__Exercise instructions__. Could you restate every line of the data word for word?

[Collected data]
▼

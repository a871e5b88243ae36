use std::time::Duration;

use async_trait::async_trait;

use crate::types::{CreateSessionRequest, MessageRequest, Reply, Session, Summary};
use crate::{ClientError, SupportClient};

#[cfg(test)]
#[path = "http_client_test.rs"]
mod tests;

const DEFAULT_TIMEOUT: Duration = Duration::from_secs(30);

/// HTTP implementation of [`SupportClient`] against a configurable base
/// address.
pub struct HttpSupportClient {
    base_url: String,
    client: reqwest::Client,
    timeout: Duration,
}

impl HttpSupportClient {
    pub fn new(base_url: String) -> Self {
        Self {
            base_url: base_url.trim_end_matches('/').to_string(),
            client: reqwest::Client::new(),
            timeout: DEFAULT_TIMEOUT,
        }
    }

    pub fn with_timeout(mut self, timeout: Duration) -> Self {
        self.timeout = timeout;
        self
    }

    pub fn base_url(&self) -> &str {
        &self.base_url
    }

    /// Capture status and raw body from a failed response so the caller
    /// gets something diagnosable instead of a bare status line.
    async fn failure_parts(response: reqwest::Response) -> (u16, String) {
        let status = response.status().as_u16();
        let body = response
            .text()
            .await
            .unwrap_or_else(|_| "failed to read error body".to_string());
        (status, body)
    }
}

#[async_trait]
impl SupportClient for HttpSupportClient {
    async fn create_session(&self, user_id: &str) -> Result<Session, ClientError> {
        if user_id.is_empty() {
            return Err(ClientError::EmptyUserId);
        }

        let url = format!("{}/sessions", self.base_url);
        let response = self
            .client
            .post(&url)
            .timeout(self.timeout)
            .json(&CreateSessionRequest::new(user_id))
            .send()
            .await?;

        if !response.status().is_success() {
            let (status, body) = Self::failure_parts(response).await;
            tracing::error!(status, body = %body, "session creation rejected");
            return Err(ClientError::SessionCreation { status, body });
        }

        Ok(response.json::<Session>().await?)
    }

    async fn send_message(&self, session_id: &str, text: &str) -> Result<Reply, ClientError> {
        if text.trim().is_empty() {
            return Err(ClientError::EmptyMessage);
        }

        let url = format!("{}/message", self.base_url);
        let payload = MessageRequest {
            session_id: session_id.to_string(),
            user_message: text.to_string(),
        };
        let response = self
            .client
            .post(&url)
            .timeout(self.timeout)
            .json(&payload)
            .send()
            .await?;

        if !response.status().is_success() {
            let (status, body) = Self::failure_parts(response).await;
            tracing::error!(status, body = %body, "message delivery rejected");
            return Err(ClientError::MessageDelivery { status, body });
        }

        Ok(response.json::<Reply>().await?)
    }

    async fn summarize(&self, session_id: &str) -> Result<Summary, ClientError> {
        let url = format!("{}/sessions/{}/summarize", self.base_url, session_id);
        let response = self.client.post(&url).timeout(self.timeout).send().await?;

        if !response.status().is_success() {
            let (status, body) = Self::failure_parts(response).await;
            tracing::error!(status, body = %body, "summarize rejected");
            return Err(ClientError::Summarize { status, body });
        }

        Ok(response.json::<Summary>().await?)
    }

    async fn health_check(&self) -> Result<(), ClientError> {
        let url = format!("{}/health", self.base_url);
        let response = self.client.get(&url).timeout(self.timeout).send().await?;

        let status = response.status();
        if !status.is_success() {
            tracing::error!(status = status.as_u16(), "health check failed");
            return Err(ClientError::Health {
                status: status.as_u16(),
            });
        }

        Ok(())
    }
}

▲

__Problem solution__.
repository a871e5b88243ae36
use std::time::Duration;

use async_trait::async_trait;

use crate::types::{CreateSessionRequest, MessageRequest, Reply, Session, Summary};
use crate::{ClientError, SupportClient};

#[cfg(test)]
#[path = "http_client_test.rs"]
mod tests;

const DEFAULT_TIMEOUT: Duration = Duration::from_secs(30);

/// HTTP implementation of [`SupportClient`] against a configurable base
/// address.
pub struct HttpSupportClient {
    base_url: String,
    client: reqwest::Client,
    timeout: Duration,
}

impl HttpSupportClient {
    pub fn new(base_url: String) -> Self {
        Self {
            base_url: base_url.trim_end_matches('/').to_string(),
            client: reqwest::Client::new(),
            timeout: DEFAULT_TIMEOUT,
        }
    }

    pub fn with_timeout(mut self, timeout: Duration) -> Self {
        self.timeout = timeout;
        self
    }

    pub fn base_url(&self) -> &str {
        &self.base_url
    }

    /// Capture status and raw body from a failed response so the caller
    /// gets something diagnosable instead of a bare status line.
    async fn failure_parts(response: reqwest::Response) -> (u16, String) {
        let status = response.status().as_u16();
        let body = response
            .text()
            .await
            .unwrap_or_else(|_| "failed to read error body".to_string());
        (status, body)
    }
}

#[async_trait]
impl SupportClient for HttpSupportClient {
    async fn create_session(&self, user_id: &str) -> Result<Session, ClientError> {
        if user_id.is_empty() {
            return Err(ClientError::EmptyUserId);
        }

        let url = format!("{}/sessions", self.base_url);
        let response = self
            .client
            .post(&url)
            .timeout(self.timeout)
            .json(&CreateSessionRequest::new(user_id))
            .send()
            .await?;

        if !response.status().is_success() {
            let (status, body) = Self::failure_parts(response).await;
            tracing::error!(status, body = %body, "session creation rejected");
            return Err(ClientError::SessionCreation { status, body });
        }

        Ok(response.json::<Session>().await?)
    }

    async fn send_message(&self, session_id: &str, text: &str) -> Result<Reply, ClientError> {
        if text.trim().is_empty() {
            return Err(ClientError::EmptyMessage);
        }

        let url = format!("{}/message", self.base_url);
        let payload = MessageRequest {
            session_id: session_id.to_string(),
            user_message: text.to_string(),
        };
        let response = self
            .client
            .post(&url)
            .timeout(self.timeout)
            .json(&payload)
            .send()
            .await?;

        if !response.status().is_success() {
            let (status, body) = Self::failure_parts(response).await;
            tracing::error!(status, body = %body, "message delivery rejected");
            return Err(ClientError::MessageDelivery { status, body });
        }

        Ok(response.json::<Reply>().await?)
    }

    async fn summarize(&self, session_id: &str) -> Result<Summary, ClientError> {
        let url = format!("{}/sessions/{}/summarize", self.base_url, session_id);
        let response = self.client.post(&url).timeout(self.timeout).send().await?;

        if !response.status().is_success() {
            let (status, body) = Self::failure_parts(response).await;
            tracing::error!(status, body = %body, "summarize rejected");
            return Err(ClientError::Summarize { status, body });
        }

        Ok(response.json::<Summary>().await?)
    }

    async fn health_check(&self) -> Result<(), ClientError> {
        let url = format!("{}/health", self.base_url);
        let response = self.client.get(&url).timeout(self.timeout).send().await?;

        let status = response.status();
        if !status.is_success() {
            tracing::error!(status = status.as_u16(), "health check failed");
            return Err(ClientError::Health {
                status: status.as_u16(),
            });
        }

        Ok(())
    }
}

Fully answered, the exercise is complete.